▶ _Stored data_
◇ ◇ ◇ ◇ ◇ ◇ ◇

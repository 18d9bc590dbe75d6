use std::fmt;

use thiserror::Error;

#[derive(Copy, Clone, Debug, Eq, PartialEq)]
pub enum InputField {
    Principal,
    AnnualRate,
    Years,
    ReinvestPercent,
}

impl fmt::Display for InputField {
    fn fmt(&self, f: &mut fmt::Formatter<'_>) -> fmt::Result {
        let name = match self {
            InputField::Principal => "principal",
            InputField::AnnualRate => "annual rate",
            InputField::Years => "years",
            InputField::ReinvestPercent => "reinvest percent",
        };
        f.write_str(name)
    }
}

/// Rejected calculator input. Validation stops at the first failing field.
#[derive(Debug, Clone, PartialEq, Error)]
pub enum InvalidInputError {
    #[error("{field} must be a number, got {raw:?}")]
    NotANumber { field: InputField, raw: String },

    #[error("{field} must be a finite number")]
    NotFinite { field: InputField },

    #[error("{field} must be a whole number, got {value}")]
    NotAWholeNumber { field: InputField, value: f64 },

    #[error("years must be >= 1, got {value}")]
    NonPositiveYears { value: f64 },

    #[error("{field} {expected}, got {value}")]
    OutOfRange {
        field: InputField,
        value: f64,
        expected: &'static str,
    },
}

impl InvalidInputError {
    pub fn field(&self) -> InputField {
        match self {
            InvalidInputError::NotANumber { field, .. }
            | InvalidInputError::NotFinite { field }
            | InvalidInputError::NotAWholeNumber { field, .. }
            | InvalidInputError::OutOfRange { field, .. } => *field,
            InvalidInputError::NonPositiveYears { .. } => InputField::Years,
        }
    }
}

#[derive(Debug, Error)]
pub enum ExportError {
    #[error("calculate a schedule before exporting")]
    NothingToExport,

    #[error("CSV error: {0}")]
    Csv(#[from] csv::Error),

    #[error("CSV output is not valid UTF-8")]
    Utf8(#[from] std::string::FromUtf8Error),

    #[error("malformed CSV at line {line}: {reason}")]
    Malformed { line: u64, reason: String },
}
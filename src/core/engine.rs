use super::error::{InputField, InvalidInputError};
use super::types::{Schedule, ScheduleInputs, ScheduleSummary, YearRecord};

/// Upper bound on the simulated horizon. Guards against runaway iteration
/// when the calculator runs without a form enforcing sane limits.
pub const MAX_YEARS: u32 = 1_000;

pub const MAX_REINVEST_PERCENT: f64 = 10_000.0;

/// Validates the raw numeric inputs and runs the schedule.
///
/// `years` is taken as `f64` so that negative, fractional and non-finite
/// counts are rejected here rather than truncated by a cast at the call site.
pub fn compute(
    principal: f64,
    annual_rate_percent: f64,
    years: f64,
    reinvest_percent: f64,
) -> Result<Schedule, InvalidInputError> {
    let inputs = validate(principal, annual_rate_percent, years, reinvest_percent)?;
    Ok(run_schedule(&inputs))
}

pub fn validate(
    principal: f64,
    annual_rate_percent: f64,
    years: f64,
    reinvest_percent: f64,
) -> Result<ScheduleInputs, InvalidInputError> {
    let principal = require_finite(InputField::Principal, principal)?;
    if principal < 0.0 {
        return Err(InvalidInputError::OutOfRange {
            field: InputField::Principal,
            value: principal,
            expected: "must be >= 0",
        });
    }

    let annual_rate_percent = require_finite(InputField::AnnualRate, annual_rate_percent)?;

    let years = validate_years(years)?;

    let reinvest_percent = require_finite(InputField::ReinvestPercent, reinvest_percent)?;
    if !(0.0..=MAX_REINVEST_PERCENT).contains(&reinvest_percent) {
        return Err(InvalidInputError::OutOfRange {
            field: InputField::ReinvestPercent,
            value: reinvest_percent,
            expected: "must be between 0 and 10000",
        });
    }

    Ok(ScheduleInputs {
        principal,
        annual_rate_percent,
        years,
        reinvest_percent,
    })
}

fn require_finite(field: InputField, value: f64) -> Result<f64, InvalidInputError> {
    if value.is_finite() {
        Ok(value)
    } else {
        Err(InvalidInputError::NotFinite { field })
    }
}

fn validate_years(years: f64) -> Result<u32, InvalidInputError> {
    let years = require_finite(InputField::Years, years)?;
    if years.fract() != 0.0 {
        return Err(InvalidInputError::NotAWholeNumber {
            field: InputField::Years,
            value: years,
        });
    }
    if years < 1.0 {
        return Err(InvalidInputError::NonPositiveYears { value: years });
    }
    if years > f64::from(MAX_YEARS) {
        return Err(InvalidInputError::OutOfRange {
            field: InputField::Years,
            value: years,
            expected: "must be <= 1000",
        });
    }
    Ok(years as u32)
}

/// Runs the reinvestment recurrence for already validated inputs.
///
/// No rounding is applied between years; each closing balance is carried
/// forward bit for bit as the next opening balance.
pub fn run_schedule(inputs: &ScheduleInputs) -> Schedule {
    let rate = inputs.annual_rate_percent / 100.0;
    let reinvest_fraction = inputs.reinvest_percent / 100.0;

    let mut balance = inputs.principal;
    let mut total_interest_earned = 0.0;
    let mut total_reinvested = 0.0;
    let mut years = Vec::with_capacity(inputs.years as usize);

    for year in 1..=inputs.years {
        let interest_earned = balance * rate;
        let reinvested_amount = interest_earned * reinvest_fraction;
        let closing_balance = balance + reinvested_amount;

        years.push(YearRecord {
            year,
            opening_balance: balance,
            interest_earned,
            reinvested_amount,
            closing_balance,
        });

        total_interest_earned += interest_earned;
        total_reinvested += reinvested_amount;
        balance = closing_balance;
    }

    Schedule {
        inputs: *inputs,
        years,
        summary: ScheduleSummary {
            final_balance: balance,
            total_interest_earned,
            total_reinvested,
        },
    }
}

◇ ◇ ◇ ◇ ◇ ◇ ◇

Repeat the full set of records exactly.

▶ _Result for this task_
repository 18d9bc590dbe75d6
use std::fmt;

use thiserror::Error;

#[derive(Copy, Clone, Debug, Eq, PartialEq)]
pub enum InputField {
    Principal,
    AnnualRate,
    Years,
    ReinvestPercent,
}

impl fmt::Display for InputField {
    fn fmt(&self, f: &mut fmt::Formatter<'_>) -> fmt::Result {
        let name = match self {
            InputField::Principal => "principal",
            InputField::AnnualRate => "annual rate",
            InputField::Years => "years",
            InputField::ReinvestPercent => "reinvest percent",
        };
        f.write_str(name)
    }
}

/// Rejected calculator input. Validation stops at the first failing field.
#[derive(Debug, Clone, PartialEq, Error)]
pub enum InvalidInputError {
    #[error("{field} must be a number, got {raw:?}")]
    NotANumber { field: InputField, raw: String },

    #[error("{field} must be a finite number")]
    NotFinite { field: InputField },

    #[error("{field} must be a whole number, got {value}")]
    NotAWholeNumber { field: InputField, value: f64 },

    #[error("years must be >= 1, got {value}")]
    NonPositiveYears { value: f64 },

    #[error("{field} {expected}, got {value}")]
    OutOfRange {
        field: InputField,
        value: f64,
        expected: &'static str,
    },
}

impl InvalidInputError {
    pub fn field(&self) -> InputField {
        match self {
            InvalidInputError::NotANumber { field, .. }
            | InvalidInputError::NotFinite { field }
            | InvalidInputError::NotAWholeNumber { field, .. }
            | InvalidInputError::OutOfRange { field, .. } => *field,
            InvalidInputError::NonPositiveYears { .. } => InputField::Years,
        }
    }
}

#[derive(Debug, Error)]
pub enum ExportError {
    #[error("calculate a schedule before exporting")]
    NothingToExport,

    #[error("CSV error: {0}")]
    Csv(#[from] csv::Error),

    #[error("CSV output is not valid UTF-8")]
    Utf8(#[from] std::string::FromUtf8Error),

    #[error("malformed CSV at line {line}: {reason}")]
    Malformed { line: u64, reason: String },
}
filename src/core/engine.rs
use super::error::{InputField, InvalidInputError};
use super::types::{Schedule, ScheduleInputs, ScheduleSummary, YearRecord};

/// Upper bound on the simulated horizon. Guards against runaway iteration
/// when the calculator runs without a form enforcing sane limits.
pub const MAX_YEARS: u32 = 1_000;

pub const MAX_REINVEST_PERCENT: f64 = 10_000.0;

/// Validates the raw numeric inputs and runs the schedule.
///
/// `years` is taken as `f64` so that negative, fractional and non-finite
/// counts are rejected here rather than truncated by a cast at the call site.
pub fn compute(
    principal: f64,
    annual_rate_percent: f64,
    years: f64,
    reinvest_percent: f64,
) -> Result<Schedule, InvalidInputError> {
    let inputs = validate(principal, annual_rate_percent, years, reinvest_percent)?;
    Ok(run_schedule(&inputs))
}

pub fn validate(
    principal: f64,
    annual_rate_percent: f64,
    years: f64,
    reinvest_percent: f64,
) -> Result<ScheduleInputs, InvalidInputError> {
    let principal = require_finite(InputField::Principal, principal)?;
    if principal < 0.0 {
        return Err(InvalidInputError::OutOfRange {
            field: InputField::Principal,
            value: principal,
            expected: "must be >= 0",
        });
    }

    let annual_rate_percent = require_finite(InputField::AnnualRate, annual_rate_percent)?;

    let years = validate_years(years)?;

    let reinvest_percent = require_finite(InputField::ReinvestPercent, reinvest_percent)?;
    if !(0.0..=MAX_REINVEST_PERCENT).contains(&reinvest_percent) {
        return Err(InvalidInputError::OutOfRange {
            field: InputField::ReinvestPercent,
            value: reinvest_percent,
            expected: "must be between 0 and 10000",
        });
    }

    Ok(ScheduleInputs {
        principal,
        annual_rate_percent,
        years,
        reinvest_percent,
    })
}

fn require_finite(field: InputField, value: f64) -> Result<f64, InvalidInputError> {
    if value.is_finite() {
        Ok(value)
    } else {
        Err(InvalidInputError::NotFinite { field })
    }
}

fn validate_years(years: f64) -> Result<u32, InvalidInputError> {
    let years = require_finite(InputField::Years, years)?;
    if years.fract() != 0.0 {
        return Err(InvalidInputError::NotAWholeNumber {
            field: InputField::Years,
            value: years,
        });
    }
    if years < 1.0 {
        return Err(InvalidInputError::NonPositiveYears { value: years });
    }
    if years > f64::from(MAX_YEARS) {
        return Err(InvalidInputError::OutOfRange {
            field: InputField::Years,
            value: years,
            expected: "must be <= 1000",
        });
    }
    Ok(years as u32)
}

/// Runs the reinvestment recurrence for already validated inputs.
///
/// No rounding is applied between years; each closing balance is carried
/// forward bit for bit as the next opening balance.
pub fn run_schedule(inputs: &ScheduleInputs) -> Schedule {
    let rate = inputs.annual_rate_percent / 100.0;
    let reinvest_fraction = inputs.reinvest_percent / 100.0;

    let mut balance = inputs.principal;
    let mut total_interest_earned = 0.0;
    let mut total_reinvested = 0.0;
    let mut years = Vec::with_capacity(inputs.years as usize);

    for year in 1..=inputs.years {
        let interest_earned = balance * rate;
        let reinvested_amount = interest_earned * reinvest_fraction;
        let closing_balance = balance + reinvested_amount;

        years.push(YearRecord {
            year,
            opening_balance: balance,
            interest_earned,
            reinvested_amount,
            closing_balance,
        });

        total_interest_earned += interest_earned;
        total_reinvested += reinvested_amount;
        balance = closing_balance;
    }

    Schedule {
        inputs: *inputs,
        years,
        summary: ScheduleSummary {
            final_balance: balance,
            total_interest_earned,
            total_reinvested,
        },
    }
}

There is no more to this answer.